Si vous ne posez rien et ne vous présentez pas au travail ce jour-là, vous encourez le risque d’une absence injustifiée, avec des conséquences financières et disciplinaires possibles. Ainsi, un salarié au forfait jour pourrait perdre environ 115 € pour cette journée, selon son salaire.
Les différences sectorielles sont également à prendre en compte. Certaines conventions collectives, comme celle de la métallurgie, prévoient des règles spécifiques concernant les jours de pont, tandis que d’autres, comme celle de Syntec, laissent les modalités de négociation à chaque entreprise. Les fonctionnaires, quant à eux, bénéficient souvent de conditions plus favorables, mais cela varie d’un ministère à l’autre.
Il est crucial de lire votre accord d’entreprise pour bien comprendre vos droits. Si vous ne parvenez pas à le trouver, n’hésitez pas à le demander à votre service des ressources humaines ou à vos représentants du personnel. Ce document doit être accessible à tous les employés.
Pour ceux qui s’interrogent sur le coût réel de ces jours de congé, les estimations indiquent qu’un jour férié « offert » peut coûter en moyenne 0,4 point de PIB à l’économie française. Pour une entreprise de 50 salariés, cela représente environ 7 000 € de masse salariale perdue.

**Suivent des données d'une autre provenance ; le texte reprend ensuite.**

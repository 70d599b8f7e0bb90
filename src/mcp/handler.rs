//! Tool handlers and the tool table.

use async_trait::async_trait;
use serde_json::Value;
use std::collections::HashMap;
use std::sync::atomic::{AtomicBool, Ordering};
use std::sync::Arc;

use crate::error::{Error, Result};
use crate::mcp::peer::PeerHandle;
use crate::mcp::progress::ProgressReporter;
use crate::mcp::protocol::{methods, Capability, ClientCapabilities, Tool, ToolResult};
use crate::mcp::registry::EntryKind;
use crate::mcp::sampling::{CreateMessageParams, CreateMessageResult, ListRootsResult};
use crate::mcp::session::SessionId;

/// Handler for MCP tool calls.
#[async_trait]
pub trait ToolHandler: Send + Sync {
    /// Get the tool definition.
    fn definition(&self) -> Tool;

    /// Capabilities the controller must have advertised before this tool
    /// may run.
    fn requires(&self) -> Vec<Capability> {
        Vec::new()
    }

    /// Execute the tool with the given arguments.
    async fn execute(&self, ctx: &ToolContext, arguments: HashMap<String, Value>)
        -> Result<ToolResult>;
}

/// What a running tool can see of its session.
#[derive(Clone)]
pub struct ToolContext {
    session_id: SessionId,
    capabilities: ClientCapabilities,
    peer: PeerHandle,
    progress: Option<ProgressReporter>,
    cancelled: Arc<AtomicBool>,
}

impl ToolContext {
    pub fn new(session_id: SessionId, capabilities: ClientCapabilities, peer: PeerHandle) -> Self {
        Self {
            session_id,
            capabilities,
            peer,
            progress: None,
            cancelled: Arc::new(AtomicBool::new(false)),
        }
    }

    pub fn with_progress(mut self, progress: Option<ProgressReporter>) -> Self {
        self.progress = progress;
        self
    }

    pub fn with_cancellation(mut self, cancelled: Arc<AtomicBool>) -> Self {
        self.cancelled = cancelled;
        self
    }

    pub fn session_id(&self) -> SessionId {
        self.session_id
    }

    pub fn capabilities(&self) -> &ClientCapabilities {
        &self.capabilities
    }

    pub fn supports(&self, capability: &Capability) -> bool {
        self.capabilities.supports(capability)
    }

    fn require(&self, capability: Capability) -> Result<()> {
        if self.supports(&capability) {
            Ok(())
        } else {
            Err(Error::CapabilityUnsupported(capability))
        }
    }

    /// Progress reporter, present when the caller supplied a token.
    pub fn progress(&self) -> Option<&ProgressReporter> {
        self.progress.as_ref()
    }

    /// Whether the controller sent `notifications/cancelled` for this call.
    pub fn is_cancelled(&self) -> bool {
        self.cancelled.load(Ordering::SeqCst)
    }

    /// Ask the controller for a completion.
    pub async fn create_message(&self, params: CreateMessageParams) -> Result<CreateMessageResult> {
        self.require(Capability::Sampling)?;
        self.peer
            .request_as(
                methods::SAMPLING_CREATE_MESSAGE,
                Some(serde_json::to_value(params)?),
            )
            .await
    }

    /// Ask the controller for its roots.
    pub async fn list_roots(&self) -> Result<ListRootsResult> {
        self.require(Capability::Roots)?;
        self.peer.request_as(methods::ROOTS_LIST, None).await
    }
}

/// Registered tools, in registration order.
#[derive(Default)]
pub struct ToolTable {
    tools: Vec<Arc<dyn ToolHandler>>,
    index: HashMap<String, usize>,
}

impl ToolTable {
    pub fn new() -> Self {
        Self::default()
    }

    /// Register a tool handler.
    pub fn register<T: ToolHandler + 'static>(&mut self, handler: T) -> Result<()> {
        self.register_arc(Arc::new(handler))
    }

    /// Register a tool handler (Arc version).
    fn register_arc(&mut self, handler: Arc<dyn ToolHandler>) -> Result<()> {
        let name = handler.definition().name;
        if self.index.contains_key(&name) {
            return Err(Error::DuplicateEntry {
                kind: EntryKind::Tool,
                name,
            });
        }
        self.index.insert(name, self.tools.len());
        self.tools.push(handler);
        Ok(())
    }

    /// Get all registered tools.
    pub fn list(&self) -> Vec<Tool> {
        self.tools.iter().map(|h| h.definition()).collect()
    }

    /// Get a tool by name.
    pub fn get(&self, name: &str) -> Option<Arc<dyn ToolHandler>> {
        self.index.get(name).map(|&i| self.tools[i].clone())
    }

    pub fn len(&self) -> usize {
        self.tools.len()
    }

    pub fn is_empty(&self) -> bool {
        self.tools.is_empty()
    }
}

/// Helper macro for creating tool input schemas.
#[macro_export]
macro_rules! tool_schema {
    (required: [$($req:expr),* $(,)?], $($json:tt)+) => {
        serde_json::json!({
            "type": "object",
            "properties": {
                $($json)+
            },
            "required": [$($req),*]
        })
    };
    ($($json:tt)*) => {
        serde_json::json!({
            "type": "object",
            "properties": {
                $($json)*
            }
        })
    };
}

/// Helper to create a text content block.
pub fn text_content(text: impl Into<String>) -> crate::mcp::protocol::ContentBlock {
    crate::mcp::protocol::ContentBlock::Text { text: text.into() }
}

/// Helper to create a successful tool result.
pub fn success_result(text: impl Into<String>) -> ToolResult {
    ToolResult {
        content: vec![text_content(text)],
        is_error: false,
        meta: None,
    }
}

/// One text block per line item.
pub fn lines_result<I, S>(items: I) -> ToolResult
where
    I: IntoIterator<Item = S>,
    S: Into<String>,
{
    ToolResult {
        content: items.into_iter().map(text_content).collect(),
        is_error: false,
        meta: None,
    }
}

/// Helper to create an error tool result.
pub fn error_result(text: impl Into<String>) -> ToolResult {
    ToolResult {
        content: vec![text_content(text)],
        is_error: true,
        meta: None,
    }
}

/// Helper to extract a required string argument.
pub fn get_string_arg(args: &HashMap<String, Value>, name: &str) -> Result<String> {
    args.get(name)
        .and_then(|v| v.as_str())
        .map(String::from)
        .ok_or_else(|| Error::InvalidArguments(format!("Missing required argument: {}", name)))
}

/// Helper to extract an optional non-negative integer argument.
pub fn get_optional_u64_arg(args: &HashMap<String, Value>, name: &str) -> Result<Option<u64>> {
    match args.get(name) {
        None | Some(Value::Null) => Ok(None),
        Some(v) => v.as_u64().map(Some).ok_or_else(|| {
            Error::InvalidArguments(format!("{} must be a non-negative integer", name))
        }),
    }
}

Dans un environnement économique tendu, beaucoup d’employeurs choisissent de ne pas offrir ce jour de repos. Les directeurs des ressources humaines demandent souvent aux salariés de poser un RTT ou un congé, et certains maintiennent l’activité le vendredi, même en effectif réduit.
Il est donc plus que jamais important d’être proactif. Vérifiez votre planning via votre logiciel RH pour connaître le statut du vendredi 15 mai. Consultez votre accord collectif et posez des questions par écrit à votre service RH pour vous assurer de vos droits. Enfin, surveillez attentivement votre bulletin de paie du mois de mai pour détecter toute déduction non autorisée.
Le pont de l’Ascension pose des questions complexes en matière de droit du travail. Le Code du travail ne mentionne pas le terme « pont », laissant le champ libre aux employeurs pour décider des jours de repos. En conséquence, les salariés doivent rester vigilants pour éviter les mauvaises surprises et s’assurer que leurs droits sont respectés.
En somme, le vendredi 15 mai pourrait être un jour de travail ordinaire pour beaucoup, malgré les attentes de repos. Les salariés doivent donc être conscients des règles qui s’appliquent dans leur entreprise et se préparer à toutes les éventualités.